▶ [INFORMATION PROVIDED]:
========

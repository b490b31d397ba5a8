use crate::point::StrokePoint;

/// How quickly simulated pressure moves toward its velocity-implied target.
pub const RATE_OF_PRESSURE_CHANGE: f64 = 0.275;

/// Pressure a preprocessor should assign to samples when the device reports
/// none.
pub const DEFAULT_PRESSURE: f64 = 0.5;

/// Number of leading points averaged to seed the running pressure.
const INITIAL_PRESSURE_WINDOW: usize = 10;

/// Derives a pressure value from the distance covered since the last sample.
///
/// Fast movement (a step near `size`) pulls pressure toward zero; slow
/// movement pulls it toward one. The result is clamped to at most `1`.
#[must_use]
pub fn simulate_pressure(prev_pressure: f64, distance: f64, size: f64) -> f64 {
    let sp = (distance / size).min(1.0);
    let rp = (1.0 - sp).min(1.0);
    (prev_pressure + (rp - prev_pressure) * (sp * RATE_OF_PRESSURE_CHANGE)).min(1.0)
}

/// Seeds the running pressure by repeatedly averaging over the first few
/// points, starting from the first point's raw pressure.
///
/// Returns `0.0` for an empty slice.
#[must_use]
pub fn initial_pressure(points: &[StrokePoint], simulate: bool, size: f64) -> f64 {
    let Some(first) = points.first() else {
        return 0.0;
    };
    points
        .iter()
        .take(INITIAL_PRESSURE_WINDOW)
        .fold(first.pressure, |acc, sp| {
            let pressure = if simulate {
                simulate_pressure(acc, sp.distance, size)
            } else {
                sp.pressure
            };
            (acc + pressure) / 2.0
        })
}

#[cfg(test)]
#[allow(clippy::unwrap_used)]
mod tests {
    use approx::assert_relative_eq;

    use super::*;
    use crate::test_support::annotate_with_pressure;

    #[test]
    fn stationary_pen_keeps_pressure() {
        assert_relative_eq!(simulate_pressure(0.4, 0.0, 16.0), 0.4);
    }

    #[test]
    fn fast_step_decays_toward_zero() {
        // sp = 1, rp = 0: p + (0 - p) * 0.275
        assert_relative_eq!(simulate_pressure(0.5, 100.0, 16.0), 0.3625, epsilon = 1e-12);
    }

    #[test]
    fn slow_step_rises_toward_one() {
        // sp = 0.25, rp = 0.75
        let p = simulate_pressure(0.2, 4.0, 16.0);
        assert_relative_eq!(p, 0.2 + 0.55 * 0.25 * RATE_OF_PRESSURE_CHANGE, epsilon = 1e-12);
        assert!(p > 0.2);
    }

    #[test]
    fn result_never_exceeds_one() {
        assert!(simulate_pressure(1.0, 1.0, 16.0) <= 1.0);
        assert!(simulate_pressure(3.0, 0.5, 16.0) <= 1.0);
    }

    #[test]
    fn initial_pressure_averages_raw_values() {
        let points = annotate_with_pressure(&[(0.0, 0.0, 0.2), (10.0, 0.0, 0.6)]);
        // acc = 0.2 -> (0.2 + 0.2) / 2 = 0.2 -> (0.2 + 0.6) / 2 = 0.4
        assert_relative_eq!(initial_pressure(&points, false, 16.0), 0.4);
    }

    #[test]
    fn initial_pressure_uses_only_first_ten_points() {
        let mut samples: Vec<(f64, f64, f64)> =
            (0..10).map(|i| (f64::from(i), 0.0, 0.5)).collect();
        let base = initial_pressure(&annotate_with_pressure(&samples), false, 16.0);
        samples.push((10.0, 0.0, 1.0));
        let extended = initial_pressure(&annotate_with_pressure(&samples), false, 16.0);
        assert_relative_eq!(base, extended);
    }

    #[test]
    fn initial_pressure_simulated_damps_fast_start() {
        let points = annotate_with_pressure(&[(0.0, 0.0, 0.5), (100.0, 0.0, 0.5)]);
        // (0.5 + 0.5) / 2 = 0.5, then (0.5 + 0.3625) / 2
        assert_relative_eq!(initial_pressure(&points, true, 16.0), 0.43125, epsilon = 1e-12);
    }

    #[test]
    fn initial_pressure_of_empty_stroke() {
        assert_relative_eq!(initial_pressure(&[], true, 16.0), 0.0);
    }
}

========

Give back all the material, with each line exactly as it stands.

▶ [EXERCISE RESULT]:
repository b490b31d397ba5a8
use crate::point::StrokePoint;

/// How quickly simulated pressure moves toward its velocity-implied target.
pub const RATE_OF_PRESSURE_CHANGE: f64 = 0.275;

/// Pressure a preprocessor should assign to samples when the device reports
/// none.
pub const DEFAULT_PRESSURE: f64 = 0.5;

/// Number of leading points averaged to seed the running pressure.
const INITIAL_PRESSURE_WINDOW: usize = 10;

/// Derives a pressure value from the distance covered since the last sample.
///
/// Fast movement (a step near `size`) pulls pressure toward zero; slow
/// movement pulls it toward one. The result is clamped to at most `1`.
#[must_use]
pub fn simulate_pressure(prev_pressure: f64, distance: f64, size: f64) -> f64 {
    let sp = (distance / size).min(1.0);
    let rp = (1.0 - sp).min(1.0);
    (prev_pressure + (rp - prev_pressure) * (sp * RATE_OF_PRESSURE_CHANGE)).min(1.0)
}

/// Seeds the running pressure by repeatedly averaging over the first few
/// points, starting from the first point's raw pressure.
///
/// Returns `0.0` for an empty slice.
#[must_use]
pub fn initial_pressure(points: &[StrokePoint], simulate: bool, size: f64) -> f64 {
    let Some(first) = points.first() else {
        return 0.0;
    };
    points
        .iter()
        .take(INITIAL_PRESSURE_WINDOW)
        .fold(first.pressure, |acc, sp| {
            let pressure = if simulate {
                simulate_pressure(acc, sp.distance, size)
            } else {
                sp.pressure
            };
            (acc + pressure) / 2.0
        })
}

#[cfg(test)]
#[allow(clippy::unwrap_used)]
mod tests {
    use approx::assert_relative_eq;

    use super::*;
    use crate::test_support::annotate_with_pressure;

    #[test]
    fn stationary_pen_keeps_pressure() {
        assert_relative_eq!(simulate_pressure(0.4, 0.0, 16.0), 0.4);
    }

    #[test]
    fn fast_step_decays_toward_zero() {
        // sp = 1, rp = 0: p + (0 - p) * 0.275
        assert_relative_eq!(simulate_pressure(0.5, 100.0, 16.0), 0.3625, epsilon = 1e-12);
    }

    #[test]
    fn slow_step_rises_toward_one() {
        // sp = 0.25, rp = 0.75
        let p = simulate_pressure(0.2, 4.0, 16.0);
        assert_relative_eq!(p, 0.2 + 0.55 * 0.25 * RATE_OF_PRESSURE_CHANGE, epsilon = 1e-12);
        assert!(p > 0.2);
    }

    #[test]
    fn result_never_exceeds_one() {
        assert!(simulate_pressure(1.0, 1.0, 16.0) <= 1.0);
        assert!(simulate_pressure(3.0, 0.5, 16.0) <= 1.0);
    }

    #[test]
    fn initial_pressure_averages_raw_values() {
        let points = annotate_with_pressure(&[(0.0, 0.0, 0.2), (10.0, 0.0, 0.6)]);
        // acc = 0.2 -> (0.2 + 0.2) / 2 = 0.2 -> (0.2 + 0.6) / 2 = 0.4
        assert_relative_eq!(initial_pressure(&points, false, 16.0), 0.4);
    }

    #[test]
    fn initial_pressure_uses_only_first_ten_points() {
        let mut samples: Vec<(f64, f64, f64)> =
            (0..10).map(|i| (f64::from(i), 0.0, 0.5)).collect();
        let base = initial_pressure(&annotate_with_pressure(&samples), false, 16.0);
        samples.push((10.0, 0.0, 1.0));
        let extended = initial_pressure(&annotate_with_pressure(&samples), false, 16.0);
        assert_relative_eq!(base, extended);
    }

    #[test]
    fn initial_pressure_simulated_damps_fast_start() {
        let points = annotate_with_pressure(&[(0.0, 0.0, 0.5), (100.0, 0.0, 0.5)]);
        // (0.5 + 0.5) / 2 = 0.5, then (0.5 + 0.3625) / 2
        assert_relative_eq!(initial_pressure(&points, true, 16.0), 0.43125, epsilon = 1e-12);
    }

    #[test]
    fn initial_pressure_of_empty_stroke() {
        assert_relative_eq!(initial_pressure(&[], true, 16.0), 0.0);
    }
}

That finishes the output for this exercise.